#### GIVEN DATA
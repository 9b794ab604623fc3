//! Transport connection: one socket, exposed as a pair of channels.
//!
//! A [`Connector`] opens a socket and hands back a [`Socket`]: a sender for
//! outbound [`WireFrame`]s and a receiver of [`SocketEvent`]s. The connection
//! task never touches the WebSocket library directly, so tests can swap in an
//! in-memory connector.

use async_trait::async_trait;
use futures_util::{SinkExt, StreamExt};
use tokio::sync::mpsc;
use tokio_tungstenite::tungstenite::protocol::frame::coding::CloseCode;
use tokio_tungstenite::tungstenite::protocol::CloseFrame;
use tokio_tungstenite::{connect_async, tungstenite::Message};
use url::Url;

use crate::error::TransportError;

/// Close code used when the socket vanished without a close frame.
pub const ABNORMAL_CLOSURE: u16 = 1006;

/// Frame written by the client.
#[derive(Debug, Clone, PartialEq, Eq)]
pub enum WireFrame {
    Text(String),
    Close { code: u16, reason: String },
}

/// Lifecycle and data events raised by a socket.
#[derive(Debug, Clone, PartialEq, Eq)]
pub enum SocketEvent {
    Text(String),
    Closed {
        was_clean: bool,
        code: Option<u16>,
        reason: String,
    },
    Error(String),
}

/// Channel pair for one open socket.
#[derive(Debug)]
pub struct Socket {
    pub outbound: mpsc::UnboundedSender<WireFrame>,
    pub inbound: mpsc::UnboundedReceiver<SocketEvent>,
}

/// Opens sockets.
#[cfg_attr(test, mockall::automock)]
#[async_trait]
pub trait Connector: Send + Sync {
    async fn connect(&self, url: &Url) -> Result<Socket, TransportError>;
}

/// One live socket owned by the connection task.
///
/// Dropping it closes the outbound channel, which ends the writer.
#[derive(Debug)]
pub struct TransportConnection {
    generation: u64,
    outbound: mpsc::UnboundedSender<WireFrame>,
    inbound: mpsc::UnboundedReceiver<SocketEvent>,
}

impl TransportConnection {
    pub fn new(generation: u64, socket: Socket) -> Self {
        Self {
            generation,
            outbound: socket.outbound,
            inbound: socket.inbound,
        }
    }

    pub fn generation(&self) -> u64 {
        self.generation
    }

    pub fn send_text(&self, text: String) -> Result<(), TransportError> {
        self.outbound
            .send(WireFrame::Text(text))
            .map_err(|_| TransportError::Closed)
    }

    /// Client-initiated close. Consumes the connection.
    pub fn close(self, code: u16, reason: &str) {
        let _ = self.outbound.send(WireFrame::Close {
            code,
            reason: reason.to_string(),
        });
    }

    /// Next event; a vanished socket reads as an abnormal close.
    pub async fn next_event(&mut self) -> SocketEvent {
        self.inbound.recv().await.unwrap_or_else(|| SocketEvent::Closed {
            was_clean: false,
            code: Some(ABNORMAL_CLOSURE),
            reason: "transport dropped".to_string(),
        })
    }
}

// =============================================================================
// tokio-tungstenite
// =============================================================================

/// Production connector using tokio-tungstenite
#[derive(Debug, Clone, Default)]
pub struct TungsteniteConnector;

impl TungsteniteConnector {
    pub fn new() -> Self {
        Self
    }
}

#[async_trait]
impl Connector for TungsteniteConnector {
    async fn connect(&self, url: &Url) -> Result<Socket, TransportError> {
        let (ws_stream, _) = connect_async(url.as_str())
            .await
            .map_err(|e| TransportError::Connect(e.to_string()))?;
        tracing::debug!(host = url.host_str().unwrap_or_default(), "WebSocket handshake complete");

        let (mut write, mut read) = ws_stream.split();
        let (out_tx, mut out_rx) = mpsc::unbounded_channel::<WireFrame>();
        let (in_tx, in_rx) = mpsc::unbounded_channel::<SocketEvent>();

        tokio::spawn(async move {
            while let Some(frame) = out_rx.recv().await {
                let (message, closing) = match frame {
                    WireFrame::Text(text) => (Message::Text(text), false),
                    WireFrame::Close { code, reason } => (
                        Message::Close(Some(CloseFrame {
                            code: CloseCode::from(code),
                            reason: reason.into(),
                        })),
                        true,
                    ),
                };
                if let Err(e) = write.send(message).await {
                    tracing::error!("Failed to send message: {}", e);
                    break;
                }
                if closing {
                    break;
                }
            }
        });

        tokio::spawn(async move {
            loop {
                let next = tokio::select! {
                    next = read.next() => next,
                    // Owner discarded the connection; stop reading.
                    _ = in_tx.closed() => break,
                };
                let event = match next {
                    Some(Ok(Message::Text(text))) => SocketEvent::Text(text),
                    Some(Ok(Message::Close(frame))) => {
                        let (code, reason) = match frame {
                            Some(frame) => (Some(u16::from(frame.code)), frame.reason.to_string()),
                            None => (None, String::new()),
                        };
                        tracing::info!(code = ?code, "Server closed connection");
                        let _ = in_tx.send(SocketEvent::Closed {
                            was_clean: true,
                            code,
                            reason,
                        });
                        break;
                    }
                    Some(Ok(Message::Binary(bytes))) => {
                        tracing::debug!(len = bytes.len(), "Ignoring binary frame");
                        continue;
                    }
                    Some(Ok(_)) => continue,
                    Some(Err(e)) => {
                        tracing::error!("WebSocket error: {}", e);
                        let _ = in_tx.send(SocketEvent::Error(e.to_string()));
                        let _ = in_tx.send(SocketEvent::Closed {
                            was_clean: false,
                            code: Some(ABNORMAL_CLOSURE),
                            reason: e.to_string(),
                        });
                        break;
                    }
                    None => {
                        let _ = in_tx.send(SocketEvent::Closed {
                            was_clean: false,
                            code: Some(ABNORMAL_CLOSURE),
                            reason: "stream ended".to_string(),
                        });
                        break;
                    }
                };
                if in_tx.send(event).is_err() {
                    break;
                }
            }
        });

        Ok(Socket {
            outbound: out_tx,
            inbound: in_rx,
        })
    }
}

#### WHAT IS REQUIRED
Start at the first line of the entries and stop at the line with "use tokio::sync::mpsc;". Retype each of those lines exactly, both ends included.

#### TASK RESPONSE
repository 9b794ab604623fc3
//! Transport connection: one socket, exposed as a pair of channels.
//!
//! A [`Connector`] opens a socket and hands back a [`Socket`]: a sender for
//! outbound [`WireFrame`]s and a receiver of [`SocketEvent`]s. The connection
//! task never touches the WebSocket library directly, so tests can swap in an
//! in-memory connector.

use async_trait::async_trait;
use futures_util::{SinkExt, StreamExt};
use tokio::sync::mpsc;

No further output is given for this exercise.